As the chain of financial information became more complex from order, invoice, receipt and statement, a new system was needed. In local commerce, it was the growth of manufacturing and business in local towns and villages that led to the need for a more sophisticated system of financial barter. Tokens also provided another need - allowing the acquirer to collect goods and services at a time convenient to him. In this respect, open railway tickets resembled tokens to be cashed in by the traveller whenever decided by him.  ​
Railway Tickets
The railway companies were originators in developing a system to enable travel throughout Britain on the recognition of payment through a ticket. They wanted a system to replicate the use of paper passes on stagecoaches but needed something faster than hand-written receipts, previously used. Thomas Edmondson, a Quaker station master on the Newcastle and Carlisle line, came up with the concept of a small, pre-printed card to be used as a ticket in about 1840. It was invaluable to the railway companies because his tickets were serially numbered to prevent railway clerks from simply stealing the payment money. Edmondson patented the idea and made a fortune selling ticket machines to railways at a cost of 10 shillings a year per mile of railway. He died in 1851 but his children carried on the patent and diversified into tramway tickets. The Edmondson card ticket was a brilliant idea, so simple in concept, and it helped to spark a new system for commerce whereby most invoices and receipts are serially numbered.

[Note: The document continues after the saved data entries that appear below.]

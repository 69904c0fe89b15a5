//! Caching stage — replays stored responses for allow-listed requests.
//!
//! ## Core types
//!
//! - [`Cacher`] — the [`Caller`] that consults the table and the cache.
//! - [`CacheTable`] / [`CacheRule`] — which requests are cached, and for how long.
//! - [`ResponseCache`] — key derivation and response (de)serialization.
//! - [`TtlStore`] / [`MemoryStore`] — where serialized responses live.
//!
//! ## Flow
//!
//! ```text
//! call(req)
//!   ├─ table says "don't cache" ──────────────► inner.call(req)
//!   └─ table says "cache for ttl"
//!        ├─ hit  ─────────────────────────────► stored response
//!        └─ miss ─► inner.call(req) ─► Ok  ─► store, return
//!                                    └► Err ─► return error (never stored)
//! ```
//!
//! There is no request coalescing: concurrent misses for one key all
//! delegate, and the last response stored wins.

use std::time::Duration;

use tracing::debug;

mod adapter;
mod store;
mod table;

pub use adapter::ResponseCache;
pub use store::{MemoryStore, TtlStore};
pub use table::{CacheDecision, CacheRule, CacheTable, TableError};

use crate::caller::{BaseClient, BoxFuture, CallError, Caller};
use crate::config::CacheConfig;
use crate::http::{Request, Response};
use crate::instrumented::Instrumented;
use crate::metrics::Metrics;

/// A [`Caller`] that serves allow-listed requests from a TTL cache.
///
/// # Examples
///
/// ```rust,no_run
/// use std::time::Duration;
/// use cachet::cache::{CacheRule, CacheTable, Cacher};
/// use cachet::caller::BaseClient;
///
/// let cacher = Cacher::new(
///     BaseClient::new(),
///     CacheTable::new([CacheRule::regex("/foo/.+").ttl(Duration::from_secs(5))]),
///     Duration::from_secs(60),
///     Duration::from_secs(3600),
/// );
/// ```
pub struct Cacher<C, S = MemoryStore> {
    inner: C,
    table: CacheTable,
    cache: ResponseCache<S>,
    default_ttl: Duration,
}

impl<C> Cacher<C, MemoryStore> {
    /// Wraps `inner` with an in-memory cache.
    ///
    /// `default_ttl` applies whenever the table yields no TTL of its own
    /// (an empty table, or a rule without one); `cleanup_interval` is how
    /// often expired entries are purged from memory.
    pub fn new(
        inner: C,
        table: CacheTable,
        default_ttl: Duration,
        cleanup_interval: Duration,
    ) -> Self {
        Self::with_store(
            inner,
            table,
            ResponseCache::in_memory(cleanup_interval),
            default_ttl,
        )
    }

    /// Builds a caching stage from deserialized configuration.
    pub fn from_config(inner: C, config: &CacheConfig) -> Self {
        Self::new(
            inner,
            config.table(),
            config.default_ttl(),
            config.cleanup_interval(),
        )
    }
}

impl Cacher<Instrumented<BaseClient>, MemoryStore> {
    /// The usual chain: cache, then metrics, then the network.
    pub fn instrumented(
        application: impl Into<String>,
        metrics: Option<Metrics>,
        table: CacheTable,
        default_ttl: Duration,
        cleanup_interval: Duration,
    ) -> Self {
        Self::new(
            Instrumented::new(BaseClient::new(), application, metrics),
            table,
            default_ttl,
            cleanup_interval,
        )
    }
}

impl<C, S> Cacher<C, S> {
    /// Wraps `inner` with a caller-supplied cache.
    pub fn with_store(
        inner: C,
        table: CacheTable,
        cache: ResponseCache<S>,
        default_ttl: Duration,
    ) -> Self {
        Self {
            inner,
            table,
            cache,
            default_ttl,
        }
    }

    pub fn table(&self) -> &CacheTable {
        &self.table
    }

    pub fn cache(&self) -> &ResponseCache<S> {
        &self.cache
    }

    pub fn inner(&self) -> &C {
        &self.inner
    }

    pub fn default_ttl(&self) -> Duration {
        self.default_ttl
    }
}

impl<C, S> Caller for Cacher<C, S>
where
    C: Caller,
    S: TtlStore,
{
    fn call(&self, req: Request) -> BoxFuture<'_, Result<Response, CallError>> {
        Box::pin(async move {
            let decision = self.table.decide(&req);
            if !decision.cacheable {
                debug!(method = %req.method(), path = %req.path(), "not cacheable");
                return self.inner.call(req).await;
            }

            let key = ResponseCache::<S>::key_for(&req);
            if let Some(response) = self.cache.get(&key) {
                debug!(%key, "cache hit");
                return Ok(response);
            }
            debug!(%key, "cache miss");

            let response = self.inner.call(req).await?;

            let ttl = if decision.ttl.is_zero() {
                self.default_ttl
            } else {
                decision.ttl
            };
            if self.cache.put(&key, &response, ttl) {
                debug!(%key, ?ttl, "response cached");
            }
            Ok(response)
        })
    }
}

Tickets have changed so much in the last fifty years. All sorts of changes have been made, often increasing the volume such as larger-sized tickets or, sometimes at the present time on the railways, the ridiculous system of maybe four tickets or more for a single journey. And the universality of cheap paper has encouraged some utilities and telephone companies to increase their receipts from a small square of paper to voluminous pages.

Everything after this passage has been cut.